What you need to do:
Extract the data exactly, missing nothing.

++++++

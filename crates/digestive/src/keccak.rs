// Copyright (c) 2025-2026 Federico Hoerth <memparanoid@gmail.com>
// SPDX-License-Identifier: GPL-3.0-only
// See LICENSE in the repository root for full license text.

//! Keccak-f[1600] state and permutation per FIPS 202 Section 3.
//!
//! The state is stored once, as 25 lanes. Byte `i` of the 200-byte string
//! view is byte `i % 8` (little-endian) of lane `i / 8`, and lane `(x, y)` is
//! lane `x + 5 * y`. Every byte accessor goes through that mapping, so the two
//! views can never disagree.

use digestive_core::pack::{le_bytes_to_words, words_to_le_bytes};
use zeroize::{Zeroize, ZeroizeOnDrop};

use crate::consts::{KECCAK_RC, KECCAK_RHO, KECCAK_STATE_LEN};

/// Number of 64-bit lanes
const LANES: usize = 25;

/// 1600-bit Keccak state with aliased lane and byte views.
#[derive(Clone, Default, Zeroize, ZeroizeOnDrop)]
pub struct KeccakState {
    lanes: [u64; LANES],
}

impl KeccakState {
    /// All-zero state
    pub fn new() -> Self {
        Self::default()
    }

    /// Lane at column `x`, row `y`.
    ///
    /// # Panics
    ///
    /// Panics if `x` or `y` is not below 5.
    pub fn lane(&self, x: usize, y: usize) -> u64 {
        assert!(x < 5 && y < 5, "lane ({x}, {y}) outside the 5x5 matrix");
        self.lanes[x + 5 * y]
    }

    /// Overwrites the lane at column `x`, row `y`.
    ///
    /// # Panics
    ///
    /// Panics if `x` or `y` is not below 5.
    pub fn set_lane(&mut self, x: usize, y: usize, value: u64) {
        assert!(x < 5 && y < 5, "lane ({x}, {y}) outside the 5x5 matrix");
        self.lanes[x + 5 * y] = value;
    }

    /// Byte `index` of the 200-byte view.
    ///
    /// # Panics
    ///
    /// Panics if `index >= 200`.
    pub fn byte(&self, index: usize) -> u8 {
        (self.lanes[index / 8] >> (8 * (index % 8))) as u8
    }

    /// XORs `value` into byte `index` of the 200-byte view.
    ///
    /// # Panics
    ///
    /// Panics if `index >= 200`.
    pub fn xor_byte(&mut self, index: usize, value: u8) {
        self.lanes[index / 8] ^= u64::from(value) << (8 * (index % 8));
    }

    /// XORs `bytes` into the byte view starting at byte 0.
    ///
    /// # Panics
    ///
    /// Panics if `bytes` is longer than 200 bytes.
    pub fn xor_bytes(&mut self, bytes: &[u8]) {
        assert!(
            bytes.len() <= KECCAK_STATE_LEN,
            "{} bytes do not fit the Keccak state",
            bytes.len()
        );

        let full = bytes.len() / 8;
        let mut words = [0u64; LANES];
        le_bytes_to_words(bytes, &mut words[..full]);
        for (lane, word) in self.lanes.iter_mut().zip(&words[..full]) {
            *lane ^= word;
        }
        words.zeroize();

        let offset = 8 * full;
        for (i, &value) in bytes[offset..].iter().enumerate() {
            self.xor_byte(offset + i, value);
        }
    }

    /// Copies the first `out.len()` bytes of the byte view into `out`.
    ///
    /// # Panics
    ///
    /// Panics if `out` is longer than 200 bytes.
    pub fn read_bytes(&self, out: &mut [u8]) {
        assert!(
            out.len() <= KECCAK_STATE_LEN,
            "{} bytes exceed the Keccak state",
            out.len()
        );
        words_to_le_bytes(&self.lanes, out);
    }

    /// Applies Keccak-f[1600] in place
    pub fn permute(&mut self) {
        keccak_f1600(&mut self.lanes);
    }
}

/// Keccak-f[1600] over lanes indexed `x + 5 * y`, FIPS 202 Algorithm 7.
pub fn keccak_f1600(a: &mut [u64; LANES]) {
    let mut c = [0u64; 5];
    let mut b = [0u64; LANES];

    for rc in KECCAK_RC {
        // θ: XOR each lane with the parities of two neighbouring columns
        for x in 0..5 {
            c[x] = a[x] ^ a[x + 5] ^ a[x + 10] ^ a[x + 15] ^ a[x + 20];
        }
        for x in 0..5 {
            let d = c[(x + 4) % 5] ^ c[(x + 1) % 5].rotate_left(1);
            for y in 0..5 {
                a[x + 5 * y] ^= d;
            }
        }

        // ρ and π: B[y, 2x + 3y] = ROT(A[x, y], r[x, y])
        for x in 0..5 {
            for y in 0..5 {
                b[y + 5 * ((2 * x + 3 * y) % 5)] = a[x + 5 * y].rotate_left(KECCAK_RHO[x + 5 * y]);
            }
        }

        // χ: A[x, y] = B[x, y] ⊕ (¬B[x+1, y] ∧ B[x+2, y])
        for y in 0..5 {
            for x in 0..5 {
                a[x + 5 * y] = b[x + 5 * y] ^ (!b[(x + 1) % 5 + 5 * y] & b[(x + 2) % 5 + 5 * y]);
            }
        }

        // ι
        a[0] ^= rc;
    }

    c.zeroize();
    b.zeroize();
}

++++++

Written answer:
filename crates/digestive/src/keccak.rs
// Copyright (c) 2025-2026 Federico Hoerth <memparanoid@gmail.com>
// SPDX-License-Identifier: GPL-3.0-only
// See LICENSE in the repository root for full license text.

//! Keccak-f[1600] state and permutation per FIPS 202 Section 3.
//!
//! The state is stored once, as 25 lanes. Byte `i` of the 200-byte string
//! view is byte `i % 8` (little-endian) of lane `i / 8`, and lane `(x, y)` is
//! lane `x + 5 * y`. Every byte accessor goes through that mapping, so the two
//! views can never disagree.

use digestive_core::pack::{le_bytes_to_words, words_to_le_bytes};
use zeroize::{Zeroize, ZeroizeOnDrop};

use crate::consts::{KECCAK_RC, KECCAK_RHO, KECCAK_STATE_LEN};

/// Number of 64-bit lanes
const LANES: usize = 25;

/// 1600-bit Keccak state with aliased lane and byte views.
#[derive(Clone, Default, Zeroize, ZeroizeOnDrop)]
pub struct KeccakState {
    lanes: [u64; LANES],
}

impl KeccakState {
    /// All-zero state
    pub fn new() -> Self {
        Self::default()
    }

    /// Lane at column `x`, row `y`.
    ///
    /// # Panics
    ///
    /// Panics if `x` or `y` is not below 5.
    pub fn lane(&self, x: usize, y: usize) -> u64 {
        assert!(x < 5 && y < 5, "lane ({x}, {y}) outside the 5x5 matrix");
        self.lanes[x + 5 * y]
    }

    /// Overwrites the lane at column `x`, row `y`.
    ///
    /// # Panics
    ///
    /// Panics if `x` or `y` is not below 5.
    pub fn set_lane(&mut self, x: usize, y: usize, value: u64) {
        assert!(x < 5 && y < 5, "lane ({x}, {y}) outside the 5x5 matrix");
        self.lanes[x + 5 * y] = value;
    }

    /// Byte `index` of the 200-byte view.
    ///
    /// # Panics
    ///
    /// Panics if `index >= 200`.
    pub fn byte(&self, index: usize) -> u8 {
        (self.lanes[index / 8] >> (8 * (index % 8))) as u8
    }

    /// XORs `value` into byte `index` of the 200-byte view.
    ///
    /// # Panics
    ///
    /// Panics if `index >= 200`.
    pub fn xor_byte(&mut self, index: usize, value: u8) {
        self.lanes[index / 8] ^= u64::from(value) << (8 * (index % 8));
    }

    /// XORs `bytes` into the byte view starting at byte 0.
    ///
    /// # Panics
    ///
    /// Panics if `bytes` is longer than 200 bytes.
    pub fn xor_bytes(&mut self, bytes: &[u8]) {
        assert!(
            bytes.len() <= KECCAK_STATE_LEN,
            "{} bytes do not fit the Keccak state",
            bytes.len()
        );

        let full = bytes.len() / 8;
        let mut words = [0u64; LANES];
        le_bytes_to_words(bytes, &mut words[..full]);
        for (lane, word) in self.lanes.iter_mut().zip(&words[..full]) {
            *lane ^= word;
        }
        words.zeroize();

        let offset = 8 * full;
        for (i, &value) in bytes[offset..].iter().enumerate() {
            self.xor_byte(offset + i, value);
        }
    }

    /// Copies the first `out.len()` bytes of the byte view into `out`.
    ///
    /// # Panics
    ///
    /// Panics if `out` is longer than 200 bytes.
    pub fn read_bytes(&self, out: &mut [u8]) {
        assert!(
            out.len() <= KECCAK_STATE_LEN,
            "{} bytes exceed the Keccak state",
            out.len()
        );
        words_to_le_bytes(&self.lanes, out);
    }

    /// Applies Keccak-f[1600] in place
    pub fn permute(&mut self) {
        keccak_f1600(&mut self.lanes);
    }
}

/// Keccak-f[1600] over lanes indexed `x + 5 * y`, FIPS 202 Algorithm 7.
pub fn keccak_f1600(a: &mut [u64; LANES]) {
    let mut c = [0u64; 5];
    let mut b = [0u64; LANES];

    for rc in KECCAK_RC {
        // θ: XOR each lane with the parities of two neighbouring columns
        for x in 0..5 {
            c[x] = a[x] ^ a[x + 5] ^ a[x + 10] ^ a[x + 15] ^ a[x + 20];
        }
        for x in 0..5 {
            let d = c[(x + 4) % 5] ^ c[(x + 1) % 5].rotate_left(1);
            for y in 0..5 {
                a[x + 5 * y] ^= d;
            }
        }

        // ρ and π: B[y, 2x + 3y] = ROT(A[x, y], r[x, y])
        for x in 0..5 {
            for y in 0..5 {
                b[y + 5 * ((2 * x + 3 * y) % 5)] = a[x + 5 * y].rotate_left(KECCAK_RHO[x + 5 * y]);
            }
        }

        // χ: A[x, y] = B[x, y] ⊕ (¬B[x+1, y] ∧ B[x+2, y])
        for y in 0..5 {
            for x in 0..5 {
                a[x + 5 * y] = b[x + 5 * y] ^ (!b[(x + 1) % 5 + 5 * y] & b[(x + 2) % 5 + 5 * y]);
            }
        }

        // ι
        a[0] ^= rc;
    }

    c.zeroize();
    b.zeroize();
}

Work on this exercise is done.